Enhancement of intrinsic fluorescence of human carbonic anhydrase II upon topiramate binding: Some evidence for drug-induced molecular contraction of the protein

Abstract

In this report, the effect of topiramate (TPM), an anticonvulsant sulfamate drug, on the structure of human carbonic anhydrase II (hCA II) was investigated by spectroscopic techniques. The intrinsic fluorescence experiments indicated that TPM binding causes enhancement of enzyme fluorescence via decreasing the internal quenching and energy transfer efficiency, the result supported by molecular dynamics simulation.

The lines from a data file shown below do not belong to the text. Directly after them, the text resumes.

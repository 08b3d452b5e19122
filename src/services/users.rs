use std::sync::Arc;

use argon2::{
    password_hash::{rand_core::OsRng, PasswordHash, PasswordHasher, PasswordVerifier, SaltString},
    Argon2,
};
use async_trait::async_trait;
use tokio::sync::oneshot;

use super::{sessions::SessionIssuer, validation, RequestHandler, Service, ServiceError};
use crate::models::users::{self, Profile};
use crate::repositories::{payments::PaymentGateway, UserRepository};

pub enum UserRequest {
    Register {
        new_user: users::NewUser,
        response: oneshot::Sender<Result<i64, ServiceError>>,
    },
    Login {
        credentials: users::Credentials,
        response: oneshot::Sender<Result<String, ServiceError>>,
    },
    GetProfile {
        user_id: i64,
        response: oneshot::Sender<Result<Profile, ServiceError>>,
    },
    UpdateProfile {
        user_id: i64,
        update: users::ProfileUpdate,
        response: oneshot::Sender<Result<Profile, ServiceError>>,
    },
    LinkPayoutAccount {
        user_id: i64,
        response: oneshot::Sender<Result<Profile, ServiceError>>,
    },
}

#[derive(Clone)]
pub struct UserRequestHandler {
    repository: Arc<dyn UserRepository>,
    payments: Arc<dyn PaymentGateway>,
    sessions: SessionIssuer,
}

impl UserRequestHandler {
    pub fn new(
        repository: Arc<dyn UserRepository>,
        payments: Arc<dyn PaymentGateway>,
        sessions: SessionIssuer,
    ) -> Self {
        UserRequestHandler {
            repository,
            payments,
            sessions,
        }
    }

    pub async fn register(&self, new_user: users::NewUser) -> Result<i64, ServiceError> {
        let mut errors = Vec::new();
        validation::check_email(&new_user.email, &mut errors);
        validation::check_password(&new_user.password, &mut errors);
        validation::check_name(&new_user.name, &mut errors);
        if !errors.is_empty() {
            return Err(ServiceError::InvalidInput(errors));
        }

        if self
            .repository
            .get_user_by_email(&new_user.email)
            .await?
            .is_some()
        {
            return Err(ServiceError::Conflict("User already exists".to_string()));
        }

        let password_hash = hash_password(new_user.password).await?;
        let user = self
            .repository
            .insert_user(&new_user.email, &password_hash, new_user.name.trim())
            .await?;

        log::info!("Registered user {}", user.id);
        Ok(user.id)
    }

    pub async fn verify_credentials(
        &self,
        email: &str,
        password: &str,
    ) -> Result<i64, ServiceError> {
        let user = self
            .repository
            .get_user_by_email(email)
            .await?
            .ok_or_else(|| ServiceError::NotFound("User not found".to_string()))?;

        if !verify_password(password.to_string(), user.password_hash).await? {
            log::warn!("Rejected login for user {}", user.id);
            return Err(ServiceError::Unauthorized);
        }

        Ok(user.id)
    }

    pub async fn login(&self, credentials: users::Credentials) -> Result<String, ServiceError> {
        let mut errors = Vec::new();
        validation::check_email(&credentials.email, &mut errors);
        validation::check_required("Password", &credentials.password, &mut errors);
        if !errors.is_empty() {
            return Err(ServiceError::InvalidInput(errors));
        }

        let user_id = self
            .verify_credentials(&credentials.email, &credentials.password)
            .await?;

        self.sessions
            .issue(user_id)
            .map_err(|e| ServiceError::Internal(e.to_string()))
    }

    pub async fn get_profile(&self, user_id: i64) -> Result<Profile, ServiceError> {
        self.repository
            .get_user_by_id(user_id)
            .await?
            .map(Profile::from)
            .ok_or_else(|| ServiceError::NotFound("User not found".to_string()))
    }

    pub async fn update_profile(
        &self,
        user_id: i64,
        update: users::ProfileUpdate,
    ) -> Result<Profile, ServiceError> {
        let mut errors = Vec::new();
        validation::check_name(&update.name, &mut errors);
        if !errors.is_empty() {
            return Err(ServiceError::InvalidInput(errors));
        }

        self.repository
            .update_name(user_id, update.name.trim())
            .await?
            .map(Profile::from)
            .ok_or_else(|| ServiceError::NotFound("User not found".to_string()))
    }

    /// Creates a payout account with the payment processor unless one is
    /// already linked.
    pub async fn link_payout_account(&self, user_id: i64) -> Result<Profile, ServiceError> {
        let user = self
            .repository
            .get_user_by_id(user_id)
            .await?
            .ok_or_else(|| ServiceError::NotFound("User not found".to_string()))?;

        if user.stripe_account_id.is_some() {
            return Ok(Profile::from(user));
        }

        let account_id = self.payments.create_connected_account(&user.email).await?;
        log::info!("Linked payout account {} to user {}", account_id, user_id);

        self.repository
            .set_payout_account(user_id, &account_id)
            .await?
            .map(Profile::from)
            .ok_or_else(|| ServiceError::NotFound("User not found".to_string()))
    }
}

/// Argon2 is deliberately slow, so it runs off the async workers.
async fn hash_password(password: String) -> Result<String, ServiceError> {
    tokio::task::spawn_blocking(move || {
        let salt = SaltString::generate(&mut OsRng);
        Argon2::default()
            .hash_password(password.as_bytes(), &salt)
            .map(|hash| hash.to_string())
            .map_err(|e| ServiceError::Internal(format!("Could not hash password: {}", e)))
    })
    .await
    .map_err(|e| ServiceError::Internal(e.to_string()))?
}

async fn verify_password(password: String, password_hash: String) -> Result<bool, ServiceError> {
    tokio::task::spawn_blocking(move || {
        let parsed = PasswordHash::new(&password_hash)
            .map_err(|e| ServiceError::Internal(format!("Invalid password storage: {}", e)))?;

        Ok(Argon2::default()
            .verify_password(password.as_bytes(), &parsed)
            .is_ok())
    })
    .await
    .map_err(|e| ServiceError::Internal(e.to_string()))?
}

#[async_trait]
impl RequestHandler<UserRequest> for UserRequestHandler {
    async fn handle_request(&self, request: UserRequest) {
        match request {
            UserRequest::Register { new_user, response } => {
                let result = self.register(new_user).await;
                let _ = response.send(result);
            }
            UserRequest::Login {
                credentials,
                response,
            } => {
                let result = self.login(credentials).await;
                let _ = response.send(result);
            }
            UserRequest::GetProfile { user_id, response } => {
                let result = self.get_profile(user_id).await;
                let _ = response.send(result);
            }
            UserRequest::UpdateProfile {
                user_id,
                update,
                response,
            } => {
                let result = self.update_profile(user_id, update).await;
                let _ = response.send(result);
            }
            UserRequest::LinkPayoutAccount { user_id, response } => {
                let result = self.link_payout_account(user_id).await;
                let _ = response.send(result);
            }
        }
    }
}

pub struct UserService;

impl UserService {
    pub fn new() -> Self {
        UserService {}
    }
}

#[async_trait]
impl Service<UserRequest, UserRequestHandler> for UserService {}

Thermodynamic analysis of the binding process suggested that hydrogen bonding and van der Waals interactions are the major forces in the interaction of TPM with hCA II. The far-UV circular dichroism (CD) results showed that TPM caused increment in α-helical and β-sheet content of hCA II whereas, near-UV CD experiments in the presence of the drug showed induction of some compactness in the enzyme tertiary structure. The number of accessible tryptophans and protein surface hydrophobicity index of the enzyme were reduced in the presence of TPM which confirms the enzyme structural compactness upon drug binding. In addition, the enzyme thermal stability was increased in the presence of the drug. It seems that the induction of compactness in the enzyme structure upon drug binding may be responsible for increment of its conformational stability.